- _RECORDS FOR PROCESSING_

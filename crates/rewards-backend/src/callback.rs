//! Safe delivery of background results to caller-owned receivers
//!
//! A caller that wants the outcome of an operation keeps a [`CallbackReceiver`]
//! for as long as it is interested and hands a [`Callback`] to the operation.
//! The callback only holds a weak handle. Dropping the receiver is its
//! destruction notification: the handle is cleared under the same mutex that
//! delivery takes, so a delivery either finishes before teardown proceeds or
//! observes the cleared handle and discards the value.

use std::sync::{Arc, Mutex, MutexGuard, Weak};

type Slot<T> = Box<dyn FnMut(T) + Send>;

struct Target<T> {
    slot: Mutex<Option<Slot<T>>>,
}

impl<T> Target<T> {
    fn lock(&self) -> MutexGuard<'_, Option<Slot<T>>> {
        // A panicking slot poisons the mutex; the handle itself stays consistent.
        self.slot
            .lock()
            .unwrap_or_else(std::sync::PoisonError::into_inner)
    }
}

/// Receiving end owned by the caller
///
/// Dropping it revokes every [`Callback`] created from it. Drop blocks while a
/// delivery to this receiver is running.
pub struct CallbackReceiver<T> {
    target: Arc<Target<T>>,
}

impl<T: Send + 'static> CallbackReceiver<T> {
    /// Creates a receiver that runs `slot` for each delivered value
    pub fn new(slot: impl FnMut(T) + Send + 'static) -> Self {
        Self {
            target: Arc::new(Target {
                slot: Mutex::new(Some(Box::new(slot))),
            }),
        }
    }

    /// Creates a single-shot callback bound to this receiver
    pub fn callback(&self) -> Callback<T> {
        Callback {
            target: Arc::downgrade(&self.target),
        }
    }

    /// Returns true until the receiver is dropped
    pub fn is_connected(&self) -> bool {
        self.target.lock().is_some()
    }
}

impl<T> Drop for CallbackReceiver<T> {
    fn drop(&mut self) {
        let slot = self.target.lock().take();
        // Run the slot's own destructor outside the lock
        drop(slot);
    }
}

/// Weak, revocable handle moved into an async operation
///
/// Consumed by [`Callback::deliver`], so it delivers at most once.
pub struct Callback<T> {
    target: Weak<Target<T>>,
}

impl<T> Callback<T> {
    /// Creates a callback that is not connected to any receiver
    ///
    /// Useful for fire-and-forget calls whose caller does not need the result.
    pub fn detached() -> Self {
        Self { target: Weak::new() }
    }

    /// Delivers `value` if the receiver is still alive
    ///
    /// Returns whether the slot ran. A receiver that has gone away is not an
    /// error: the value is discarded.
    pub fn deliver(self, value: T) -> bool {
        let Some(target) = self.target.upgrade() else {
            tracing::debug!("Callback receiver dropped, discarding result");
            return false;
        };

        let mut guard = target.lock();
        match guard.as_mut() {
            Some(slot) => {
                slot(value);
                true
            }
            None => {
                tracing::debug!("Callback receiver dropped, discarding result");
                false
            }
        }
    }

    /// Returns true if a delivery would currently reach a receiver
    pub fn is_connected(&self) -> bool {
        self.target
            .upgrade()
            .is_some_and(|target| target.lock().is_some())
    }
}

impl<T> std::fmt::Debug for Callback<T> {
    fn fmt(&self, f: &mut std::fmt::Formatter<'_>) -> std::fmt::Result {
        f.debug_struct("Callback")
            .field("connected", &self.is_connected())
            .finish()
    }
}
mod client;
mod types;

pub use client::{RewardsClient, HELIX_HOST};
pub use types::*;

- _PROBLEM DETAILS_
Copy each line of the data above exactly as it appears.

- _RESPONSE AREA_
filename crates/rewards-backend/src/callback.rs
//! Safe delivery of background results to caller-owned receivers
//!
//! A caller that wants the outcome of an operation keeps a [`CallbackReceiver`]
//! for as long as it is interested and hands a [`Callback`] to the operation.
//! The callback only holds a weak handle. Dropping the receiver is its
//! destruction notification: the handle is cleared under the same mutex that
//! delivery takes, so a delivery either finishes before teardown proceeds or
//! observes the cleared handle and discards the value.

use std::sync::{Arc, Mutex, MutexGuard, Weak};

type Slot<T> = Box<dyn FnMut(T) + Send>;

struct Target<T> {
    slot: Mutex<Option<Slot<T>>>,
}

impl<T> Target<T> {
    fn lock(&self) -> MutexGuard<'_, Option<Slot<T>>> {
        // A panicking slot poisons the mutex; the handle itself stays consistent.
        self.slot
            .lock()
            .unwrap_or_else(std::sync::PoisonError::into_inner)
    }
}

/// Receiving end owned by the caller
///
/// Dropping it revokes every [`Callback`] created from it. Drop blocks while a
/// delivery to this receiver is running.
pub struct CallbackReceiver<T> {
    target: Arc<Target<T>>,
}

impl<T: Send + 'static> CallbackReceiver<T> {
    /// Creates a receiver that runs `slot` for each delivered value
    pub fn new(slot: impl FnMut(T) + Send + 'static) -> Self {
        Self {
            target: Arc::new(Target {
                slot: Mutex::new(Some(Box::new(slot))),
            }),
        }
    }

    /// Creates a single-shot callback bound to this receiver
    pub fn callback(&self) -> Callback<T> {
        Callback {
            target: Arc::downgrade(&self.target),
        }
    }

    /// Returns true until the receiver is dropped
    pub fn is_connected(&self) -> bool {
        self.target.lock().is_some()
    }
}

impl<T> Drop for CallbackReceiver<T> {
    fn drop(&mut self) {
        let slot = self.target.lock().take();
        // Run the slot's own destructor outside the lock
        drop(slot);
    }
}

/// Weak, revocable handle moved into an async operation
///
/// Consumed by [`Callback::deliver`], so it delivers at most once.
pub struct Callback<T> {
    target: Weak<Target<T>>,
}

impl<T> Callback<T> {
    /// Creates a callback that is not connected to any receiver
    ///
    /// Useful for fire-and-forget calls whose caller does not need the result.
    pub fn detached() -> Self {
        Self { target: Weak::new() }
    }

    /// Delivers `value` if the receiver is still alive
    ///
    /// Returns whether the slot ran. A receiver that has gone away is not an
    /// error: the value is discarded.
    pub fn deliver(self, value: T) -> bool {
        let Some(target) = self.target.upgrade() else {
            tracing::debug!("Callback receiver dropped, discarding result");
            return false;
        };

        let mut guard = target.lock();
        match guard.as_mut() {
            Some(slot) => {
                slot(value);
                true
            }
            None => {
                tracing::debug!("Callback receiver dropped, discarding result");
                false
            }
        }
    }

    /// Returns true if a delivery would currently reach a receiver
    pub fn is_connected(&self) -> bool {
        self.target
            .upgrade()
            .is_some_and(|target| target.lock().is_some())
    }
}

impl<T> std::fmt::Debug for Callback<T> {
    fn fmt(&self, f: &mut std::fmt::Formatter<'_>) -> std::fmt::Result {
        f.debug_struct("Callback")
            .field("connected", &self.is_connected())
            .finish()
    }
}
mod client;
mod types;

pub use client::{RewardsClient, HELIX_HOST};
pub use types::*;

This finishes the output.